The data
- - - - -
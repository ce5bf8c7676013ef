use crate::engine::api::SubscriberApi;
use crate::engine::api::types::{
    AccountInfo, CustomFieldsPayload, CustomFieldsResponse, FormsResponse, RemoteCustomField,
    RemoteForm, RemoteTag, SubscriberRef, SubscriptionResponse, TagsResponse,
};
use crate::engine::error::{ApiError, ApiResult, FeedError, Result};
use crate::engine::settings::Settings;
use async_trait::async_trait;
use log::debug;
use reqwest::{Client, Method, StatusCode, header::ACCEPT};
use serde::de::DeserializeOwned;
use serde_json::{Value, json};
use std::time::Duration;

/// User agent sent with every request
pub const USER_AGENT: &str = concat!(env!("CARGO_PKG_NAME"), "/", env!("CARGO_PKG_VERSION"));

/// ConvertKit v3 REST client.
///
/// Uses the async reqwest client with a fixed timeout and no retries. The API key
/// travels as the `api_key` query credential on every request.
pub struct ConvertKitClient {
    client: Client,
    base_url: String,
    api_key: String,
    api_secret: String,
    debug: bool,
}

impl ConvertKitClient {
    pub fn new(settings: &Settings) -> Result<Self> {
        let client = Client::builder()
            .timeout(Duration::from_secs(settings.timeout_secs))
            .user_agent(USER_AGENT)
            .build()
            .map_err(|e| FeedError::Config(format!("Failed to create HTTP client: {e}")))?;

        Ok(Self {
            client,
            base_url: settings.base_url.trim_end_matches('/').to_string(),
            api_key: settings.api_key.clone(),
            api_secret: settings.api_secret.clone(),
            debug: settings.debug,
        })
    }

    fn url(&self, path: &str) -> String {
        format!("{}/v3/{}", self.base_url, path.trim_start_matches('/'))
    }

    fn require_key(&self) -> ApiResult<&str> {
        if self.api_key.trim().is_empty() {
            return Err(ApiError::MissingCredentials(
                "No API Key is configured".to_string(),
            ));
        }
        Ok(&self.api_key)
    }

    async fn get<T: DeserializeOwned>(&self, path: &str, query: &[(&str, &str)]) -> ApiResult<T> {
        self.request(Method::GET, path, query, None).await
    }

    async fn post<T: DeserializeOwned>(
        &self,
        path: &str,
        query: &[(&str, &str)],
        body: &Value,
    ) -> ApiResult<T> {
        self.request(Method::POST, path, query, Some(body)).await
    }

    /// Perform one request and interpret the response.
    ///
    /// An `error` / `message` pair in the decoded body wins over the status code,
    /// so the remote explanation reaches the caller verbatim.
    async fn request<T: DeserializeOwned>(
        &self,
        method: Method,
        path: &str,
        query: &[(&str, &str)],
        body: Option<&Value>,
    ) -> ApiResult<T> {
        let url = self.url(path);
        if self.debug {
            debug!("ConvertKit request: {method} {url}");
        }

        let mut request = self
            .client
            .request(method, &url)
            .header(ACCEPT, "application/json")
            .query(query);

        if let Some(body) = body {
            request = request.json(body);
        }

        let response = request.send().await.map_err(|e| {
            if e.is_timeout() {
                ApiError::Timeout(format!("HTTP request timed out: {e}"))
            } else if e.is_connect() {
                ApiError::http(0, format!("Connection error: {e}"))
            } else {
                ApiError::http(
                    e.status().map_or(0, |s| s.as_u16()),
                    format!("HTTP request failed: {e}"),
                )
            }
        })?;

        let status = response.status();
        let response_body = response
            .text()
            .await
            .map_err(|e| ApiError::http(status.as_u16(), format!("Failed to read response body: {e}")))?;

        if self.debug {
            debug!("ConvertKit response: {} {}", status.as_u16(), response_body);
        }

        let decoded = serde_json::from_str::<Value>(&response_body).ok();

        if let Some(err) = decoded.as_ref().and_then(error_pair) {
            return Err(err);
        }

        if !status.is_success() {
            return Err(ApiError::http(status.as_u16(), status_message(status)));
        }

        let value = decoded.ok_or_else(ApiError::parse_failed)?;
        serde_json::from_value(value).map_err(|_| ApiError::parse_failed())
    }
}

/// Generic message for a failed response whose body carried no error pair
fn status_message(status: StatusCode) -> String {
    match status.as_u16() {
        429 => "ConvertKit API Error: Rate limit hit".to_string(),
        500 => "ConvertKit API Error: Internal server error".to_string(),
        502 => "ConvertKit API Error: Bad gateway".to_string(),
        _ => format!(
            "ConvertKit API Error: {}",
            status.canonical_reason().unwrap_or("Unknown error")
        ),
    }
}

/// Extract an `error` / `message` pair from a decoded response
fn error_pair(value: &Value) -> Option<ApiError> {
    let code = value.get("error")?;
    let message = value.get("message")?;

    let as_text = |v: &Value| match v {
        Value::String(s) => s.clone(),
        other => other.to_string(),
    };

    Some(ApiError::api(as_text(code), as_text(message)))
}

#[async_trait]
impl SubscriberApi for ConvertKitClient {
    async fn verify_credentials(&self, api_key: &str, api_secret: &str) -> ApiResult<AccountInfo> {
        if api_key.trim().is_empty() {
            return Err(ApiError::MissingCredentials(
                "No API Key was specified".to_string(),
            ));
        }

        // The key is always checked on its own; the account endpoint only sees the secret.
        let _: FormsResponse = self.get("forms", &[("api_key", api_key)]).await?;
        if api_secret.trim().is_empty() {
            return Ok(AccountInfo::default());
        }

        self.get("account", &[("api_secret", api_secret)]).await
    }

    async fn list_forms(&self) -> ApiResult<Vec<RemoteForm>> {
        let api_key = self.require_key()?;
        let response: FormsResponse = self.get("forms", &[("api_key", api_key)]).await?;
        Ok(response.forms)
    }

    async fn list_tags(&self) -> ApiResult<Vec<RemoteTag>> {
        let api_key = self.require_key()?;
        let response: TagsResponse = self.get("tags", &[("api_key", api_key)]).await?;
        Ok(response.tags)
    }

    async fn list_custom_fields(&self) -> ApiResult<Vec<RemoteCustomField>> {
        let api_key = self.require_key()?;
        let response: CustomFieldsResponse =
            self.get("custom_fields", &[("api_key", api_key)]).await?;
        Ok(response.custom_fields)
    }

    async fn create_subscriber(
        &self,
        form_id: u64,
        email: &str,
        name: Option<&str>,
        custom_fields: &CustomFieldsPayload,
    ) -> ApiResult<SubscriberRef> {
        let api_key = self.require_key()?;

        let mut body = json!({ "email": email });
        if let Some(name) = name.filter(|n| !n.is_empty()) {
            body["first_name"] = json!(name);
        }
        if !custom_fields.is_empty() {
            body["fields"] = json!(custom_fields);
        }

        let response: SubscriptionResponse = self
            .post(
                &format!("forms/{form_id}/subscribe"),
                &[("api_key", api_key)],
                &body,
            )
            .await?;
        Ok(response.into())
    }

    async fn apply_tag(&self, tag_id: u64, email: &str) -> ApiResult<()> {
        let api_key = self.require_key()?;
        let _: Value = self
            .post(
                &format!("tags/{tag_id}/subscribe"),
                &[("api_key", api_key)],
                &json!({ "email": email }),
            )
            .await?;
        Ok(())
    }
}

#[cfg(test)]
mod tests {
    use super::*;

    #[test]
    fn test_error_pair() {
        let value = json!({"error": "Authorization Failed", "message": "API Key not valid"});
        assert_eq!(
            error_pair(&value),
            Some(ApiError::api("Authorization Failed", "API Key not valid"))
        );

        assert_eq!(error_pair(&json!({"error": "Only an error"})), None);
        assert_eq!(error_pair(&json!({"forms": []})), None);
    }

    #[test]
    fn test_url_building() {
        let client =
            ConvertKitClient::new(&Settings::new("key").with_base_url("http://localhost:8080/"))
                .unwrap();
        assert_eq!(client.url("forms"), "http://localhost:8080/v3/forms");
        assert_eq!(
            client.url("/tags/5/subscribe"),
            "http://localhost:8080/v3/tags/5/subscribe"
        );
    }

    #[test]
    fn test_status_message() {
        assert_eq!(
            status_message(StatusCode::INTERNAL_SERVER_ERROR),
            "ConvertKit API Error: Internal server error"
        );
        assert_eq!(
            status_message(StatusCode::TOO_MANY_REQUESTS),
            "ConvertKit API Error: Rate limit hit"
        );
        assert_eq!(
            status_message(StatusCode::NOT_FOUND),
            "ConvertKit API Error: Not Found"
        );
    }

    #[test]
    fn test_user_agent() {
        assert!(USER_AGENT.starts_with("convertkit-feed/"));
    }

    #[tokio::test]
    async fn test_missing_api_key_makes_no_request() {
        // Unroutable base URL: any request would fail with a connection error instead
        let client =
            ConvertKitClient::new(&Settings::new("  ").with_base_url("http://127.0.0.1:9")).unwrap();

        let result = client.list_tags().await;
        assert!(matches!(result, Err(ApiError::MissingCredentials(_))));

        let result = client.verify_credentials("", "").await;
        assert!(matches!(result, Err(ApiError::MissingCredentials(_))));
    }
}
- - - - -
What is expected
All lines above that contain "CustomFieldsPayload" are required in the answer.

Response
    AccountInfo, CustomFieldsPayload, CustomFieldsResponse, FormsResponse, RemoteCustomField,
        custom_fields: &CustomFieldsPayload,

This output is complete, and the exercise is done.